Primary review questions
- Is there a code-judo move that would make this dramatically simpler?
- Did the diff add branching complexity where a better abstraction should exist?
- Is this logic in the right file and layer?
- Is this abstraction earning its keep, or is it just a wrapper?
- Did the diff introduce casts, optionality, or ad-hoc object shapes that obscure the real invariant?
Output modes
A. PR comment mode
If reviewing a PR, repeat the PR eligibility check before commenting. If still eligible, post with gh pr comment.

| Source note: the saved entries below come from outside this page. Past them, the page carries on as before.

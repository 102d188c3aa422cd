//! Record selection: date-range filtering, deadline classification and
//! unique-value extraction.

use crate::models::{DateRangePredicate, DeadlineSummary, Diagnostic, Record, Scalar};
use chrono::NaiveDate;
use std::collections::BTreeSet;

/// Default calendar format for deadline fields.
pub const DEFAULT_DEADLINE_FORMAT: &str = "%Y-%m-%d";

/// Records whose date lies in the predicate's range and whose fields match
/// every equality constraint.
///
/// Dates are compared as strings, so bounds and values must share one
/// zero-padded format. A record missing any named field is dropped.
pub fn filter_by_date_and_fields(records: &[Record], predicate: &DateRangePredicate) -> Vec<Record> {
    records
        .iter()
        .filter(|record| matches_predicate(record, predicate))
        .cloned()
        .collect()
}

fn matches_predicate(record: &Record, predicate: &DateRangePredicate) -> bool {
    let Some(date) = record.get(&predicate.date_field).and_then(Scalar::as_text) else {
        return false;
    };

    if date < predicate.start.as_str() || date > predicate.end.as_str() {
        return false;
    }

    predicate
        .equals
        .iter()
        .all(|(field, expected)| record.get(field) == Some(expected))
}

/// Split records into expired and open by the date in `field`.
///
/// A deadline before `today` is expired; today or later is open. Records
/// with a missing or unparsable date land in neither bucket and are
/// reported in [`DeadlineSummary::skipped`].
pub fn check_application_deadlines(
    records: &[Record],
    field: &str,
    format: &str,
    today: NaiveDate,
) -> DeadlineSummary {
    let mut summary = DeadlineSummary::default();

    for (index, record) in records.iter().enumerate() {
        let skip = |message: String| Diagnostic {
            record_index: index,
            field: field.to_string(),
            message,
        };

        let raw = match record.get(field) {
            Some(Scalar::Text(s)) => s,
            Some(Scalar::Null) | None => {
                summary.skipped.push(skip("no date".to_string()));
                continue;
            }
            Some(other) => {
                summary
                    .skipped
                    .push(skip(format!("'{}' is not a date string", other)));
                continue;
            }
        };

        match NaiveDate::parse_from_str(raw.trim(), format) {
            Ok(date) if date < today => summary.expired.push(record.clone()),
            Ok(_) => summary.open.push(record.clone()),
            Err(e) => summary
                .skipped
                .push(skip(format!("cannot parse '{}' as {}: {}", raw, format, e))),
        }
    }

    summary
}

/// Distinct values of `field`, sorted.
pub fn unique_values(records: &[Record], field: &str) -> Vec<Scalar> {
    records
        .iter()
        .filter_map(|r| r.get(field))
        .cloned()
        .collect::<BTreeSet<_>>()
        .into_iter()
        .collect()
}

/// Sorted distinct `groupId` values.
#[allow(dead_code)] // Convenience wrapper over unique_values
pub fn get_all_group_ids(records: &[Record]) -> Vec<Scalar> {
    unique_values(records, "groupId")
}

If qualifying findings remain, use this format exactly:
Code review
Found issues:
-
2.
3.
- If this code review was useful, please react with 👍. Otherwise, react with 👎.
---
If no qualifying findings remain, use:
Code review
No issues found. Checked for bugs, standards compliance, and maintainability.
Keep the comment brief:
- no emojis except the required footer line
- cite and link relevant files, code, standards, and URLs
- for code links, use full Git SHA and line ranges
- provide at least 1 line of context before and after when possible
Link format must be exactly:
https://github.com/OWNER/REPO/blob/FULL_SHA/path/to/file.ext#L10-L15
Requirements:
- full git sha only
- repository name must match the reviewed repo
- line format
#L[start]-L[end]
B. Machine-readable mode
Categorize findings as Critical, Important, or Suggestion. Output a structured review with specific file:line references and fix recommendations.
Review priorities
- correctness bugs
- documented repo standards violations
- spec mismatches
- structural maintainability regressions
- missed opportunities for dramatic simplification when a clear path is visible
- architecture boundary problems
- security and performance issues supported by the change
- readability issues that materially affect comprehension
Tone
Be direct, serious, and brief. Do not be rude. Do not soften major maintainability or correctness problems into mild suggestions. Do not treat a change as no-issue merely because behavior seems correct if it clearly makes the codebase structurally worse.